NACLA Style and Submission Guidelines: Online
We welcome contributions from academics, activists, students, and journalists covering political and economic developments in Latin America and the Caribbean, issues affecting U.S. Latinx communities, and U.S. policy in the hemisphere.
The following guidelines apply primarily to web submissions. The majority of articles for the print magazine are personally solicited. However, do look out for calls for proposals for future issues.
Pitch: Please do not send completed drafts or manuscripts. We prefer short queries that describe the story, why you are qualified to tell it, what the reporting process will look like, and why it is unique and timely. Please also include examples of your previous work. Before you pitch us, make sure to read our previous coverage to make sure the story hasn’t already been written as well as to get an idea of our style. You can send pitches to our web editor at firstname.lastname@example.org. We aim for quick turnarounds.
Supporting investigative journalism: We are interested in working with journalists on investigative projects, and we encourage contributors interested in publishing investigations with NACLA to apply for external reporting grants. If you’re applying for a grant, feel free to get in touch with us about your idea. If we think it’s a good fit, our investigations team—made up of investigative journalist Dawn Marie Paley and NACLA staff—is willing to work with you to help develop your application. If interested in this opportunity, please send the pitch you plan to apply for the grant with, clips of previously published work, and any relevant deadlines to NACLA managing editor Heather Gies at email@example.com.
Style: Online articles are typically 1,200-1,500 words. We consider other longer web stories on a case-by-case basis.
To the best of their abilities, our writers tell stories. Our web publication is more journalistic than academic, which means we strive for compelling narrative, accessible language, and strong characters and sources. If you are less familiar with non-academic or journalistic writing, you may find it helpful to refer to our complete style guide as a helpful guideline. At the same time, NACLA does not publish straightforward reporting of events. NACLA articles should always include the relevant sociocultural or political-economic context in which the reported events unfold. We typically have more analysis than typical news articles.
NACLA does not use footnotes. Please include hyperlinks for every verifiable fact and sources of ideas. If your source is not online, please include language to acknowledge it in the body of the text and include a footnote so that the editors can verify. We encourage authors to put their ideas in conversation with other journalists and scholars by engaging, citing, and amplifying other important work in their areas of research and reporting.
Language: NACLA publishes primarily English-language material with occasional translations into Spanish. We welcome pitches and drafts in Spanish, which we will publish bilingually, depending on capacity, in our En Español section. We also welcome translations of English-language articles.

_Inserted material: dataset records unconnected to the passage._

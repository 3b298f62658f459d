//! Type representation.
//!
//! Types are small immutable trees. Every classifier type is either a class
//! type or a type alias type; alias types keep their underlying type so the
//! fully expanded class type is always reachable without a resolver.

use crate::{EntityId, Variance};

/// A type as it appears in a declaration.
#[derive(Clone, Debug, PartialEq, Eq, Hash)]
pub enum Type {
    /// Reference to a class or type alias.
    Classifier(ClassifierType),
    /// Reference to a type parameter of an enclosing declaration.
    TypeParameter(TypeParameterType),
    /// Platform type with independent lower and upper bounds.
    Flexible(FlexibleType),
}

impl Type {
    /// Non-null class type without arguments.
    pub fn class(class_id: EntityId) -> Self {
        Type::Classifier(ClassifierType::Class(ClassType::new(class_id)))
    }

    pub fn type_parameter(index: u32, nullable: bool) -> Self {
        Type::TypeParameter(TypeParameterType { index, nullable })
    }

    pub fn flexible(lower: Type, upper: Type) -> Self {
        Type::Flexible(FlexibleType {
            lower: Box::new(lower),
            upper: Box::new(upper),
        })
    }

    /// Whether values of this type may be null.
    ///
    /// A flexible type is nullable when its upper bound is.
    pub fn is_nullable(&self) -> bool {
        match self {
            Type::Classifier(ty) => ty.is_nullable(),
            Type::TypeParameter(ty) => ty.nullable,
            Type::Flexible(ty) => ty.upper.is_nullable(),
        }
    }

    #[inline]
    pub fn as_classifier(&self) -> Option<&ClassifierType> {
        match self {
            Type::Classifier(ty) => Some(ty),
            _ => None,
        }
    }
}

impl From<ClassType> for Type {
    fn from(ty: ClassType) -> Self {
        Type::Classifier(ClassifierType::Class(ty))
    }
}

impl From<TypeAliasType> for Type {
    fn from(ty: TypeAliasType) -> Self {
        Type::Classifier(ClassifierType::TypeAlias(ty))
    }
}

impl From<ClassifierType> for Type {
    fn from(ty: ClassifierType) -> Self {
        Type::Classifier(ty)
    }
}

/// Class-or-alias type.
#[derive(Clone, Debug, PartialEq, Eq, Hash)]
pub enum ClassifierType {
    Class(ClassType),
    TypeAlias(TypeAliasType),
}

impl ClassifierType {
    /// Id of the referenced class or alias (not of the expansion).
    pub fn classifier_id(&self) -> &EntityId {
        match self {
            ClassifierType::Class(ty) => &ty.class_id,
            ClassifierType::TypeAlias(ty) => &ty.alias_id,
        }
    }

    pub fn arguments(&self) -> &[TypeProjection] {
        match self {
            ClassifierType::Class(ty) => &ty.arguments,
            ClassifierType::TypeAlias(ty) => &ty.arguments,
        }
    }

    /// Nullability as written at the use site.
    pub fn is_marked_nullable(&self) -> bool {
        match self {
            ClassifierType::Class(ty) => ty.nullable,
            ClassifierType::TypeAlias(ty) => ty.nullable,
        }
    }

    /// Nullability after expansion: an alias of a nullable type is nullable.
    pub fn is_nullable(&self) -> bool {
        match self {
            ClassifierType::Class(ty) => ty.nullable,
            ClassifierType::TypeAlias(ty) => ty.nullable || ty.underlying.is_nullable(),
        }
    }

    /// Follow alias underlying types down to the class type.
    ///
    /// Nullability is OR-ed along the chain.
    pub fn expanded(&self) -> ClassType {
        let mut nullable = false;
        let mut current = self;
        loop {
            match current {
                ClassifierType::Class(ty) => {
                    let mut expanded = ty.clone();
                    expanded.nullable |= nullable;
                    return expanded;
                }
                ClassifierType::TypeAlias(ty) => {
                    nullable |= ty.nullable;
                    current = &ty.underlying;
                }
            }
        }
    }

    /// Copy with use-site nullability replaced.
    #[must_use]
    pub fn with_nullable(&self, nullable: bool) -> Self {
        let mut ty = self.clone();
        match &mut ty {
            ClassifierType::Class(class) => class.nullable = nullable,
            ClassifierType::TypeAlias(alias) => alias.nullable = nullable,
        }
        ty
    }
}

/// Reference to a class, possibly inner (with an outer type).
#[derive(Clone, Debug, PartialEq, Eq, Hash)]
pub struct ClassType {
    pub class_id: EntityId,
    /// Outer class type for inner classes.
    pub outer: Option<Box<ClassType>>,
    pub arguments: Vec<TypeProjection>,
    pub nullable: bool,
}

impl ClassType {
    pub fn new(class_id: EntityId) -> Self {
        Self {
            class_id,
            outer: None,
            arguments: Vec::new(),
            nullable: false,
        }
    }

    #[must_use]
    pub fn with_arguments(mut self, arguments: Vec<TypeProjection>) -> Self {
        self.arguments = arguments;
        self
    }

    #[must_use]
    pub fn with_outer(mut self, outer: ClassType) -> Self {
        self.outer = Some(Box::new(outer));
        self
    }

    #[must_use]
    pub fn nullable(mut self) -> Self {
        self.nullable = true;
        self
    }
}

/// Reference to a type alias.
#[derive(Clone, Debug, PartialEq, Eq, Hash)]
pub struct TypeAliasType {
    pub alias_id: EntityId,
    /// The aliased type with this use site's arguments substituted.
    pub underlying: Box<ClassifierType>,
    pub arguments: Vec<TypeProjection>,
    pub nullable: bool,
}

impl TypeAliasType {
    pub fn new(alias_id: EntityId, underlying: ClassifierType) -> Self {
        Self {
            alias_id,
            underlying: Box::new(underlying),
            arguments: Vec::new(),
            nullable: false,
        }
    }

    #[must_use]
    pub fn with_arguments(mut self, arguments: Vec<TypeProjection>) -> Self {
        self.arguments = arguments;
        self
    }

    #[must_use]
    pub fn nullable(mut self) -> Self {
        self.nullable = true;
        self
    }
}

/// Reference to a type parameter by position.
#[derive(Copy, Clone, Debug, PartialEq, Eq, Hash)]
pub struct TypeParameterType {
    pub index: u32,
    pub nullable: bool,
}

#[derive(Clone, Debug, PartialEq, Eq, Hash)]
pub struct FlexibleType {
    pub lower: Box<Type>,
    pub upper: Box<Type>,
}

/// A type argument.
#[derive(Clone, Debug, PartialEq, Eq, Hash)]
pub enum TypeProjection {
    /// `*`
    Star,
    Regular { variance: Variance, ty: Type },
}

impl TypeProjection {
    pub fn invariant(ty: impl Into<Type>) -> Self {
        TypeProjection::Regular {
            variance: Variance::Invariant,
            ty: ty.into(),
        }
    }
}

Payment: NACLA is a small not-for-profit, and unfortunately has a limited budget. At the same time, we recognize the precarity of journalism, and strive to pay our writers to the best of our ability. Currently, our policy is to offer a small honorarium to contributors who depend on writing as their primary source of income. This can include freelance reporters and graduate students. The honorarium depends on the intensiveness of the reporting, ranging from $100-$200 depending on the type of piece. We have a modest budget for photos and can offer $25 per original photo to contributors who make a living from their photography. We understand this is a barrier for many working journalists and will occasionally partner with other publications to co-publish pieces to increase the commission. Please feel free to reach out with any questions or concerns.
Photos: We generally rely on Creative Commons-licensed photos from Flickr and Wikimedia for our stories. However, we prefer to receive photos from the authors, so please let us know if that is possible in your pitch. When sending over photos, make sure to include attribution and a caption (who/what/when/where). If you have photos from another source that you would like to use, please be sure to get explicit approval for their use.
Rights: While articles from our quarterly magazine are copyrighted, our web articles are available for republication. Please inquire if you’re interested in republishing—all we ask is that you specify “Originally published in NACLA” at the beginning of the article and link back to the original.
Thank you very much! We look forward to hearing from you.